Kyith wrote a good piece of information this morning (Link Here) regarding segregating the difference between balance sheet and cash flow/cash and connecting the dots between how we look at company the same way we tend to shape our very own lifestyle and finances.
After reading the article, I am tempted to look deeper into my own cashflow because I don't track my income and expenses very closely, let alone cashflow. I feel like I am at the stage where such tracking to the cents does not give me much marginal benefit compared to the time I'm spending them on to track. I get the idea what I needed to do on the most basic level of finances, i.e to spend less than whatever I earn.
The idea at first was to leave open the approach in that manner to allow myself room to endeavor around the income and expenses amount. If I need to increase my expenses by 10%, I would first find ways to increase my income by 10% or at least to that range. If my income was cut by 10%, I needed to do the same to my expenses. I think the survival guide needed to survive will allow one to adjust to that circumstances, not necessarily easy but definitely doable.
Before I go to the cashflow portion, I'd have to review on the balance sheet because they are somewhat interlinked.
On my own backend, I have the impression that I yield net positive cashflow as I seem to be able to add onto to my existing equity portfolio every month but that is about all I can guess. I do not exactly know the quantum on the amount.
For the purpose of easy reference, I had only included the equity portfolio so no cpf or anything else.

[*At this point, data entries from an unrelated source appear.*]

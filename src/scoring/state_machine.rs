//! Match lifecycle: toss, innings transitions, target, completion.
//!
//! ```text
//! scheduled ──toss──▶ live ──innings over──▶ innings_break ──▶ live ──▶ completed
//!     └──────────────────────┴──────── abandoned ◀──────────────┘
//! ```

use chrono::{DateTime, Utc};
use serde::Serialize;
use std::cmp::Ordering;
use tracing::info;

use crate::db::models::{
    BallEvent, CurrentPlayers, Innings, Match, MatchFormat, MatchResult, MatchStatus, PlayerRef,
    ResultType, TeamSide, Toss, TossDecision, MAX_RUNS_PER_BALL, MAX_WICKETS,
};
use crate::error::ScoringError;

use super::identity::same_player;
use super::ledger::refresh_rates;
use super::live;
use super::replay;
use super::request::{AbsoluteRequest, PlayersRequest, ScoringRequest, TossRequest};
use super::ScoringRules;

/// Transient flags returned alongside the updated match.
#[derive(Debug, Clone, Default, PartialEq, Eq, Serialize)]
#[serde(rename_all = "camelCase")]
pub struct Transition {
    pub over_complete: bool,
    pub innings_complete: bool,
    pub match_complete: bool,
    pub message: Option<String>,
}

/// Parses over notation (`12.3`) against the format.
pub fn parse_overs(value: f64, format: &MatchFormat) -> Result<(u32, u32), ScoringError> {
    let invalid = || ScoringError::InvalidOvers(value.to_string());
    if !value.is_finite() || value < 0.0 {
        return Err(invalid());
    }
    let whole = value.trunc();
    if whole > f64::from(format.total_overs) {
        return Err(invalid());
    }
    let balls = ((value - whole) * 10.0).round() as u32;
    let overs = whole as u32;
    if balls >= format.balls_per_over
        || overs * format.balls_per_over + balls > format.max_balls()
    {
        return Err(invalid());
    }
    Ok((overs, balls))
}

fn plural(n: u32, word: &str) -> String {
    if n == 1 {
        word.to_string()
    } else {
        format!("{}s", word)
    }
}

impl Match {
    fn ensure_open(&self) -> Result<(), ScoringError> {
        match self.status {
            MatchStatus::Completed => Err(ScoringError::AlreadyCompleted),
            MatchStatus::Abandoned => Err(ScoringError::Abandoned),
            _ => Ok(()),
        }
    }

    fn ensure_scorable(&self) -> Result<(), ScoringError> {
        self.ensure_open()?;
        if self.status == MatchStatus::Scheduled || self.toss.is_none() {
            return Err(ScoringError::TossNotSet);
        }
        Ok(())
    }

    // ── Toss ──────────────────────────────────────────────────────────────────

    /// Records the toss and resets both innings for a fresh start.
    pub fn set_toss(&mut self, request: &TossRequest, now: DateTime<Utc>) -> Result<(), ScoringError> {
        self.ensure_open()?;
        let winner = TeamSide::from_token(&request.toss_winner_team)
            .ok_or_else(|| ScoringError::InvalidTossTeam(request.toss_winner_team.clone()))?;
        let decision = TossDecision::from_token(&request.decision)
            .ok_or_else(|| ScoringError::InvalidTossDecision(request.decision.clone()))?;

        let toss = Toss { winner, decision };
        let batting = toss.batting_first();
        self.toss = Some(toss);
        self.innings = [
            Innings::for_sides(batting, batting.other()),
            Innings::for_sides(batting.other(), batting),
        ];
        self.current_innings = 1;
        self.current = CurrentPlayers::default();
        self.ball_events.clear();
        self.batting.clear();
        self.bowling.clear();
        self.fall_of_wickets.clear();
        self.undo_log.clear();
        self.result = None;
        self.status = MatchStatus::Live;
        self.updated_at = now;

        info!(
            "Match {}: {} won the toss, {} bat first",
            self.id,
            self.team(winner).name,
            self.team(batting).name
        );
        Ok(())
    }

    // ── Scoring ───────────────────────────────────────────────────────────────

    /// Applies a scoring request and evaluates innings/match transitions.
    /// On error the match is left exactly as it was.
    pub fn score(
        &mut self,
        request: &ScoringRequest,
        rules: &ScoringRules,
        now: DateTime<Utc>,
    ) -> Result<Transition, ScoringError> {
        self.ensure_scorable()?;
        let mut draft = self.clone();
        let transition = draft.apply_request(request, rules, now)?;
        draft.updated_at = now;
        *self = draft;
        Ok(transition)
    }

    fn apply_request(
        &mut self,
        request: &ScoringRequest,
        rules: &ScoringRules,
        now: DateTime<Utc>,
    ) -> Result<Transition, ScoringError> {
        match request {
            ScoringRequest::Delivery(ball) => {
                // undo has to land back at the break, not in an empty chase
                let before = live::Snapshot::capture(self);
                if self.status == MatchStatus::InningsBreak {
                    self.begin_second_innings();
                }
                let live = live::record_delivery(self, ball, rules, before)?;
                let mut transition = self.settle(now);
                if live.over_complete && !transition.innings_complete {
                    transition.over_complete = true;
                    transition.message = Some(format!(
                        "Over complete ({}). Select the next bowler",
                        self.active_innings().overs_display()
                    ));
                }
                Ok(transition)
            }
            ScoringRequest::Absolute(absolute) => {
                match &absolute.ball_events {
                    Some(balls) => replay::replay_innings(self, balls, rules.classify)?,
                    None => self.overwrite_totals(absolute)?,
                }
                Ok(self.settle(now))
            }
        }
    }

    /// Manual correction without per-ball detail.
    fn overwrite_totals(&mut self, request: &AbsoluteRequest) -> Result<(), ScoringError> {
        if let Some(wickets) = request.wickets {
            if wickets > MAX_WICKETS {
                return Err(ScoringError::InvalidWickets(wickets));
            }
        }
        if let Some(runs) = request.runs {
            let ceiling = self.format.max_balls().saturating_mul(MAX_RUNS_PER_BALL);
            if runs > ceiling {
                return Err(ScoringError::InvalidRequest(format!(
                    "{} runs is more than an innings of {} can score",
                    runs,
                    self.format.max_balls()
                )));
            }
        }
        let position = request
            .overs
            .map(|overs| parse_overs(overs, &self.format))
            .transpose()?;

        let index = self.innings_index();
        let innings = &mut self.innings[index];
        if let Some(runs) = request.runs {
            innings.score = runs;
        }
        if let Some(wickets) = request.wickets {
            innings.wickets = wickets;
        }
        if let Some((overs, balls)) = position {
            innings.overs = overs;
            innings.balls = balls;
        }
        refresh_rates(innings, &self.format);
        self.undo_log.clear();
        Ok(())
    }

    /// Reverts the last live delivery.
    pub fn undo_last_ball(&mut self, now: DateTime<Utc>) -> Result<BallEvent, ScoringError> {
        self.ensure_open()?;
        let ball = live::undo_last_ball(self)?;
        self.updated_at = now;
        Ok(ball)
    }

    /// Names the batters and/or bowler for the next delivery.
    pub fn set_current_players(
        &mut self,
        request: &PlayersRequest,
        now: DateTime<Utc>,
    ) -> Result<(), ScoringError> {
        self.ensure_scorable()?;
        let mut next = if self.status == MatchStatus::InningsBreak {
            CurrentPlayers::default()
        } else {
            self.current.clone()
        };
        if let Some(p) =
            PlayerRef::from_parts(request.striker_name.as_deref(), request.striker_id.as_deref())
        {
            next.striker = Some(p);
        }
        if let Some(p) = PlayerRef::from_parts(
            request.non_striker_name.as_deref(),
            request.non_striker_id.as_deref(),
        ) {
            next.non_striker = Some(p);
        }
        if let Some(p) =
            PlayerRef::from_parts(request.bowler_name.as_deref(), request.bowler_id.as_deref())
        {
            next.bowler = Some(p);
        }
        if let (Some(s), Some(n)) = (&next.striker, &next.non_striker) {
            if same_player(s, n) {
                return Err(ScoringError::SamePlayerBothEnds);
            }
        }

        if self.status == MatchStatus::InningsBreak {
            self.begin_second_innings();
        }
        self.current = next;
        self.updated_at = now;
        Ok(())
    }

    // ── Transitions ───────────────────────────────────────────────────────────

    /// Checks the active innings for its end conditions.
    fn settle(&mut self, now: DateTime<Utc>) -> Transition {
        let mut transition = Transition::default();
        let bpo = self.format.balls_per_over;
        let max_balls = self.format.max_balls();
        let (exhausted, chased) = {
            let active = self.active_innings();
            (
                active.wickets >= MAX_WICKETS || active.legal_balls(bpo) >= max_balls,
                active.target.is_some_and(|target| active.score >= target),
            )
        };

        if self.current_innings < 2 {
            if exhausted {
                let newly_complete = !self.innings[0].completed;
                let target = self.close_first_innings();
                if newly_complete {
                    transition.innings_complete = true;
                    transition.message = Some(format!(
                        "Innings complete. {} need {} runs to win",
                        self.team_name(self.innings[1].batting_team),
                        target
                    ));
                }
            } else if self.innings[0].completed {
                // a correction took the first innings back below its end
                self.reopen_first_innings();
            }
            return transition;
        }

        if chased || exhausted {
            self.innings[1].completed = true;
            let result = self.finish(now);
            transition.innings_complete = true;
            transition.match_complete = true;
            transition.message = Some(result.summary);
        }
        transition
    }

    /// Freezes the first innings and sets the chase.  Returns the target.
    fn close_first_innings(&mut self) -> u32 {
        let target = self.innings[0].score + 1;
        self.innings[0].completed = true;
        let batting = self.innings[0].bowling_team;
        let bowling = self.innings[0].batting_team;

        let second = &mut self.innings[1];
        second.batting_team = batting;
        second.bowling_team = bowling;
        second.target = Some(target);
        refresh_rates(second, &self.format);
        self.status = MatchStatus::InningsBreak;

        info!(
            "Match {}: first innings closed at {}/{}, target {}",
            self.id, self.innings[0].score, self.innings[0].wickets, target
        );
        target
    }

    fn reopen_first_innings(&mut self) {
        self.innings[0].completed = false;
        self.innings[1].target = None;
        self.innings[1].required_run_rate = None;
        self.status = MatchStatus::Live;
    }

    /// Moves from the innings break to the chase.
    pub fn start_second_innings(&mut self, now: DateTime<Utc>) -> Result<(), ScoringError> {
        self.ensure_open()?;
        if self.status != MatchStatus::InningsBreak {
            return Err(ScoringError::NotInningsBreak);
        }
        self.begin_second_innings();
        self.updated_at = now;
        Ok(())
    }

    fn begin_second_innings(&mut self) {
        self.current_innings = 2;
        self.status = MatchStatus::Live;
        self.current = CurrentPlayers::default();
        self.undo_log.clear();
    }

    // ── Completion ────────────────────────────────────────────────────────────

    /// Manual completion.  A second attempt is an error.
    pub fn complete(&mut self, now: DateTime<Utc>) -> Result<Transition, ScoringError> {
        self.ensure_scorable()?;
        let index = self.innings_index();
        self.innings[index].completed = true;
        let result = self.finish(now);
        Ok(Transition {
            over_complete: false,
            innings_complete: true,
            match_complete: true,
            message: Some(result.summary),
        })
    }

    fn finish(&mut self, now: DateTime<Utc>) -> MatchResult {
        let result = self.decide_result();
        self.result = Some(result.clone());
        self.status = MatchStatus::Completed;
        self.completed_at = Some(now);
        self.updated_at = now;
        self.current = CurrentPlayers::default();
        self.undo_log.clear();
        info!("Match {} completed: {}", self.id, result.summary);
        result
    }

    fn decide_result(&self) -> MatchResult {
        let [first, second] = &self.innings;
        match first.score.cmp(&second.score) {
            Ordering::Greater => {
                let margin = first.score - second.score;
                let winner_name = self.team_name(first.batting_team).to_string();
                MatchResult {
                    winner: first.batting_team,
                    summary: format!("{} won by {} {}", winner_name, margin, plural(margin, "run")),
                    winner_name,
                    result_type: ResultType::Runs,
                    margin,
                }
            }
            Ordering::Less => {
                let margin = MAX_WICKETS.saturating_sub(second.wickets);
                let winner_name = self.team_name(second.batting_team).to_string();
                MatchResult {
                    winner: second.batting_team,
                    summary: format!(
                        "{} won by {} {}",
                        winner_name,
                        margin,
                        plural(margin, "wicket")
                    ),
                    winner_name,
                    result_type: ResultType::Wickets,
                    margin,
                }
            }
            Ordering::Equal => MatchResult {
                winner: None,
                winner_name: "Tie".to_string(),
                result_type: ResultType::Tie,
                margin: 0,
                summary: "Match tied".to_string(),
            },
        }
    }

    /// Declared externally; never derived from the score.
    pub fn abandon(&mut self, now: DateTime<Utc>) -> Result<(), ScoringError> {
        self.ensure_open()?;
        self.status = MatchStatus::Abandoned;
        self.current = CurrentPlayers::default();
        self.undo_log.clear();
        self.updated_at = now;
        info!("Match {} abandoned", self.id);
        Ok(())
    }

    pub fn ensure_deletable(&self) -> Result<(), ScoringError> {
        if self.status == MatchStatus::Completed {
            return Err(ScoringError::CannotDeleteCompleted);
        }
        Ok(())
    }
}
//! Read-only views derived from a match document.

use serde::Serialize;

use crate::db::models::{BatsmanStat, BowlerStat, ExtraType, Match, MatchResult, MatchStatus};

#[derive(Debug, Clone, PartialEq, Serialize)]
#[serde(rename_all = "camelCase")]
pub struct InningsLine {
    pub innings: u8,
    pub team: String,
    pub score: u32,
    pub wickets: u32,
    pub overs: String,
    pub run_rate: f64,
    pub extras: u32,
    pub target: Option<u32>,
    /// "Strikers 150/6 (20.0)"
    pub summary: String,
}

#[derive(Debug, Clone, Copy, PartialEq, Eq, Serialize)]
#[serde(rename_all = "snake_case")]
pub enum HighlightKind {
    Four,
    Six,
    Wicket,
}

#[derive(Debug, Clone, PartialEq, Serialize)]
#[serde(rename_all = "camelCase")]
pub struct Highlight {
    pub innings: u8,
    pub over: String,
    pub kind: HighlightKind,
    pub text: String,
}

#[derive(Debug, Clone, PartialEq, Serialize)]
#[serde(rename_all = "camelCase")]
pub struct MatchReport {
    pub match_id: String,
    pub status: MatchStatus,
    pub innings: Vec<InningsLine>,
    pub top_batters: Vec<BatsmanStat>,
    pub top_bowlers: Vec<BowlerStat>,
    pub highlights: Vec<Highlight>,
    pub result: Option<MatchResult>,
}

/// Summary lines for every innings that has started.
pub fn innings_lines(m: &Match) -> Vec<InningsLine> {
    m.innings
        .iter()
        .enumerate()
        .filter(|(i, inn)| {
            inn.batting_team.is_some()
                && (*i == 0 || m.current_innings >= 2 || inn.score > 0 || inn.completed)
        })
        .map(|(i, inn)| {
            let team = m.team_name(inn.batting_team).to_string();
            let overs = inn.overs_display();
            InningsLine {
                innings: i as u8 + 1,
                summary: format!("{} {}/{} ({})", team, inn.score, inn.wickets, overs),
                team,
                score: inn.score,
                wickets: inn.wickets,
                overs,
                run_rate: inn.run_rate,
                extras: inn.extras.total,
                target: inn.target,
            }
        })
        .collect()
}

/// Highest run scorers; fewer balls faced breaks ties.
pub fn top_batters(m: &Match, limit: usize) -> Vec<BatsmanStat> {
    let mut rows = m.batting.clone();
    rows.sort_by(|a, b| b.runs.cmp(&a.runs).then(a.balls.cmp(&b.balls)));
    rows.truncate(limit);
    rows
}

/// Most wickets; fewer runs conceded breaks ties.
pub fn top_bowlers(m: &Match, limit: usize) -> Vec<BowlerStat> {
    let mut rows = m.bowling.clone();
    rows.sort_by(|a, b| b.wickets.cmp(&a.wickets).then(a.runs.cmp(&b.runs)));
    rows.truncate(limit);
    rows
}

/// Boundaries and wickets in delivery order.
pub fn highlights(m: &Match) -> Vec<Highlight> {
    let mut out = Vec::new();
    for e in &m.ball_events {
        let over = e.over_label();
        if let Some(w) = &e.wicket {
            let text = match (&w.fielder, w.kind.credits_bowler()) {
                (Some(fielder), true) => format!(
                    "{} {} ({}, b {})",
                    w.player.name,
                    w.kind.label(),
                    fielder,
                    e.bowler.name
                ),
                (None, true) => format!("{} {} b {}", w.player.name, w.kind.label(), e.bowler.name),
                (Some(fielder), false) => format!("{} {} ({})", w.player.name, w.kind.label(), fielder),
                (None, false) => format!("{} {}", w.player.name, w.kind.label()),
            };
            out.push(Highlight {
                innings: e.innings,
                over: over.clone(),
                kind: HighlightKind::Wicket,
                text,
            });
        }
        if e.extra_type != ExtraType::None && e.extra_type != ExtraType::NoBall {
            continue;
        }
        let kind = match e.batter_runs {
            4 => HighlightKind::Four,
            6 => HighlightKind::Six,
            _ => continue,
        };
        out.push(Highlight {
            innings: e.innings,
            over,
            kind,
            text: format!("{} hits {} off {}", e.striker.name, e.batter_runs, e.bowler.name),
        });
    }
    out
}

pub fn build_report(m: &Match, limit: usize) -> MatchReport {
    MatchReport {
        match_id: m.id.clone(),
        status: m.status,
        innings: innings_lines(m),
        top_batters: top_batters(m, limit),
        top_bowlers: top_bowlers(m, limit),
        highlights: highlights(m),
        result: m.result.clone(),
    }
}

#[cfg(test)]
mod tests {
    use super::*;
    use crate::db::models::{MatchFormat, NewMatch, PlayerRef, Team};
    use crate::scoring::{RawBall, ScoringRequest, ScoringRules, TossRequest};
    use chrono::Utc;

    fn scored_match() -> Match {
        let mut m = Match::new(
            NewMatch {
                id: "r1".into(),
                format: MatchFormat::t20(),
                team_a: Team::named("Strikers"),
                team_b: Team::named("Thunder"),
            },
            Utc::now(),
        )
        .unwrap();
        m.set_toss(
            &TossRequest {
                toss_winner_team: "teamB".into(),
                decision: "field".into(),
            },
            Utc::now(),
        )
        .unwrap();
        let rules = ScoringRules::default();
        for ball in [
            RawBall::new(6).striker("Ana").non_striker("Bea").bowler("Xu"),
            RawBall::new(4),
            RawBall::new(1),
            RawBall::new(4).extra("nb"),
            RawBall::new(4).extra("lb"),
            RawBall::new(0).wicket("caught").fielder("Yan"),
        ] {
            m.score(&ScoringRequest::Delivery(ball), &rules, Utc::now()).unwrap();
        }
        m
    }

    #[test]
    fn test_innings_summary_line() {
        let m = scored_match();
        let lines = innings_lines(&m);
        assert_eq!(lines.len(), 1);
        assert_eq!(lines[0].summary, "Strikers 19/1 (0.5)");
        assert_eq!(lines[0].extras, 5);
    }

    #[test]
    fn test_leaders_ordering() {
        let m = scored_match();
        let batters = top_batters(&m, 5);
        assert_eq!(batters[0].player.name, "Ana");
        assert_eq!(batters[0].runs, 11);
        assert_eq!(batters[1].player.name, "Bea");
        assert_eq!(batters[1].runs, 3);
        assert_eq!(top_batters(&m, 1).len(), 1);

        let bowlers = top_bowlers(&m, 5);
        assert_eq!(bowlers[0].wickets, 1);
    }

    #[test]
    fn test_highlights_skip_leg_bye_boundaries() {
        let m = scored_match();
        let kinds: Vec<_> = highlights(&m).iter().map(|h| h.kind).collect();
        assert_eq!(
            kinds,
            vec![
                HighlightKind::Six,
                HighlightKind::Four,
                HighlightKind::Wicket
            ]
        );
        let wicket = highlights(&m).pop().unwrap();
        assert_eq!(wicket.text, "Ana caught (Yan, b Xu)");
        assert_eq!(wicket.over, "0.5");
    }

    #[test]
    fn test_no_ball_boundary_counts_in_both_views() {
        let mut m = scored_match();
        let ball = RawBall::new(5).extra("nb").striker("Cat");
        m.score(&ScoringRequest::Delivery(ball), &ScoringRules::default(), Utc::now())
            .unwrap();

        let last = highlights(&m).pop().unwrap();
        assert_eq!(last.kind, HighlightKind::Four);
        assert_eq!(last.text, "Cat hits 4 off Xu");
        let cat = m.batter(1, &PlayerRef::new("Cat")).unwrap();
        assert_eq!((cat.runs, cat.balls, cat.fours), (4, 0, 1));
    }

    #[test]
    fn test_report_assembles_views() {
        let report = build_report(&scored_match(), 3);
        assert_eq!(report.match_id, "r1");
        assert_eq!(report.status, MatchStatus::Live);
        assert!(report.result.is_none());
        assert_eq!(report.highlights.len(), 3);
    }
}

I was curious to find out and so went ahead to calculate this afternoon when both my boys were having their afternoon nap.
I knew expenses were creeping up due to certain circumstances these days so I was expecting my cashflow to be poorer than before.
I took a piece of paper and computed the big item range expenses I could think of and wrote it down. Some of the big item expenses that has a direct impact to my cashflow include insurance, taxes, school fees (pre-nursery), groceries, utilities, domestic helper & nanny's salaries, transportation, meals, monthly doctor's visit for my newborn, weekend spending and miscellaneous.
Cash inflow in my circumstances would only be coming from salary and dividend income. CPF was not taken into consideration in this instance because it doesn't represent a cashflow for the time being.
My calculation shows that my current ratio of cash outflow to cash inflow (only salary excluding dividend income) stands at 78%, which means I have a net cash inflow of around 22% as a percentage of income every month. Including dividend, the ratio would drop to 57%, which translates to a net cash savings of 43% every month.
I am rather worried and more conscious on the spending these days because this sort of cash outflow has elevated to levels I have not seen before. My ratio of savings in the past was well over the 95% to 110% range but it has gone downhill after that. This means that my expenses are creeping up faster than my income could fetch.
I am rather glad I did this exercise because on some days I am rather complacent with the expenses portion since I do not track them closely.
I think with the elevated expenses and a rather tightening of cashflow, I might need to be more conscious on spending certain expenses now that I have the number with me on hand.
For those who have a rather poor controlling on their finances or cashflow, I'd encourage you to do this simple exercise just from a high level point of view. I think there's a lot to takeaway and think about from this example.